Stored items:
•••
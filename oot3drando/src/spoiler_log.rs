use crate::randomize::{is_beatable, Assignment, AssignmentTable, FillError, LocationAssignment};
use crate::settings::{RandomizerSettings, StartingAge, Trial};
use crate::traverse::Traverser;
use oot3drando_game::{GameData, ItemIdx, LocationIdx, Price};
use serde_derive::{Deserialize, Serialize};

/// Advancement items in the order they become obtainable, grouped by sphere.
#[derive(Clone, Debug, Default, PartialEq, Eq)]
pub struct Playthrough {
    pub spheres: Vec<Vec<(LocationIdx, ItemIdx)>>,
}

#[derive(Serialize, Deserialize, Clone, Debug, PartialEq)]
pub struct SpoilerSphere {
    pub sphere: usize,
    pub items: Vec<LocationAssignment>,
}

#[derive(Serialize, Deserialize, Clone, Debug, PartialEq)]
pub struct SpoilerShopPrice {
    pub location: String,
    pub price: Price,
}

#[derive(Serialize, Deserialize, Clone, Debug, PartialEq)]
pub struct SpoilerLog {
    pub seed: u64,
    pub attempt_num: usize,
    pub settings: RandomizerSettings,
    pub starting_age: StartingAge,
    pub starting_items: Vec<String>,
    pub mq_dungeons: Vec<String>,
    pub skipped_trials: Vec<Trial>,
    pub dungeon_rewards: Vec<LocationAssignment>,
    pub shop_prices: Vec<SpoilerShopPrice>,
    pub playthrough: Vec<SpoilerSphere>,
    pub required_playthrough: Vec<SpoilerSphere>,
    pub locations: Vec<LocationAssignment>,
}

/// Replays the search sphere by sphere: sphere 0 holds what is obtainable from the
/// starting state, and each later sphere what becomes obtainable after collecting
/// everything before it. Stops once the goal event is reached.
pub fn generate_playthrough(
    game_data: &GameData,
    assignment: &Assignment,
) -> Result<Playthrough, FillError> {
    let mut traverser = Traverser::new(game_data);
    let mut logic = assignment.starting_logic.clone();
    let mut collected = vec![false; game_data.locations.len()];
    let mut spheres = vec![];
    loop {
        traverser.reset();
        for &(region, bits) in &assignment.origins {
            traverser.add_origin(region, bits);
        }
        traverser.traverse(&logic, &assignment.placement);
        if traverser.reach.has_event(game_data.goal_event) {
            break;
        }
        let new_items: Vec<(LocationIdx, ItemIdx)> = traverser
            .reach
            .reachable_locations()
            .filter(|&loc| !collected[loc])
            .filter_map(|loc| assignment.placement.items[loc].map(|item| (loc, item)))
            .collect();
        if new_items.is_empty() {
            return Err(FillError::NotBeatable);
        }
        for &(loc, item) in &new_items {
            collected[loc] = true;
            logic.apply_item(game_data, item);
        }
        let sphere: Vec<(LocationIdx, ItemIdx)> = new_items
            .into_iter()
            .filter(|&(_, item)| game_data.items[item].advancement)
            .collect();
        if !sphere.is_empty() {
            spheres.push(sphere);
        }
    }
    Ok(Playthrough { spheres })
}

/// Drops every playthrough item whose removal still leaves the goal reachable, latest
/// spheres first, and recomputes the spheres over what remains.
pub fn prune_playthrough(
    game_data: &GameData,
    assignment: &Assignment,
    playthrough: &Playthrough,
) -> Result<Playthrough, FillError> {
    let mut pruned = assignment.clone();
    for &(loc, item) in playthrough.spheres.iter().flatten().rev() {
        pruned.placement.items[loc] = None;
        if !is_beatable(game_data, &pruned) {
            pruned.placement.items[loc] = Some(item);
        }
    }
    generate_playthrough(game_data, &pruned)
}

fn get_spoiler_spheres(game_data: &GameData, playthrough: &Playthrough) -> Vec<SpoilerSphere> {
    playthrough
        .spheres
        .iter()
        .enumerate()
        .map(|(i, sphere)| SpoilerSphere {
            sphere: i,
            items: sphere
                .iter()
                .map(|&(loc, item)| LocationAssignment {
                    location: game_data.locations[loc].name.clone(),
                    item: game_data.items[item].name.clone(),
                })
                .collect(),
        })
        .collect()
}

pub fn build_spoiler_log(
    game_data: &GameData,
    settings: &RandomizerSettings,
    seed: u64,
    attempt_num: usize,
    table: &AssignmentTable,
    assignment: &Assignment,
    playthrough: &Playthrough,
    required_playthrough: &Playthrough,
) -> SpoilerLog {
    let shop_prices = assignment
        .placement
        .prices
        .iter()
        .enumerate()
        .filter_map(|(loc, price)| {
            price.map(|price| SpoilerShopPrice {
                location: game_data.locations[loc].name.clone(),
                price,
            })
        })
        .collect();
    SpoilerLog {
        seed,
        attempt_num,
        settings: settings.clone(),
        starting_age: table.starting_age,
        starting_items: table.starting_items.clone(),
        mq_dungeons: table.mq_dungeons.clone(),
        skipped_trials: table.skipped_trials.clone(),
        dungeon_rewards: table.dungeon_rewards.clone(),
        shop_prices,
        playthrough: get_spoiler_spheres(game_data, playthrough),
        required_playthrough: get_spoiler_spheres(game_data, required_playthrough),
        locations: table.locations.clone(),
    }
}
•••
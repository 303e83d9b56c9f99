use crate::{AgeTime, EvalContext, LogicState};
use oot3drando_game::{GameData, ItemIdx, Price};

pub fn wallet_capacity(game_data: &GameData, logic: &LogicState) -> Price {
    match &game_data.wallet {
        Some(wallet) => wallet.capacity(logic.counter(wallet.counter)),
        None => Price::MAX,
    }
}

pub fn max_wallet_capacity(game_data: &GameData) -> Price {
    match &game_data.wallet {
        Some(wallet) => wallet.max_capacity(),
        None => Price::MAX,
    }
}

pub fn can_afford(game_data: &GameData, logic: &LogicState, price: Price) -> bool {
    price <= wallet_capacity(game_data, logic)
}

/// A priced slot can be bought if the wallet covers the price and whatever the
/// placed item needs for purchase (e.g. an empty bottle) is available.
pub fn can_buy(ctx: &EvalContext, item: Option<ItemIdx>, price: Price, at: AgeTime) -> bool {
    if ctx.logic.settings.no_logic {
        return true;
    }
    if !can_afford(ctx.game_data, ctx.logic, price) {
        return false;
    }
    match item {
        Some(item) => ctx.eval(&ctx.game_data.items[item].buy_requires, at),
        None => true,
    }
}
•••
Exercise directions:
Your task is to copy every line of the entries that contains the string "bits".

Completed task:
        for &(region, bits) in &assignment.origins {
            traverser.add_origin(region, bits);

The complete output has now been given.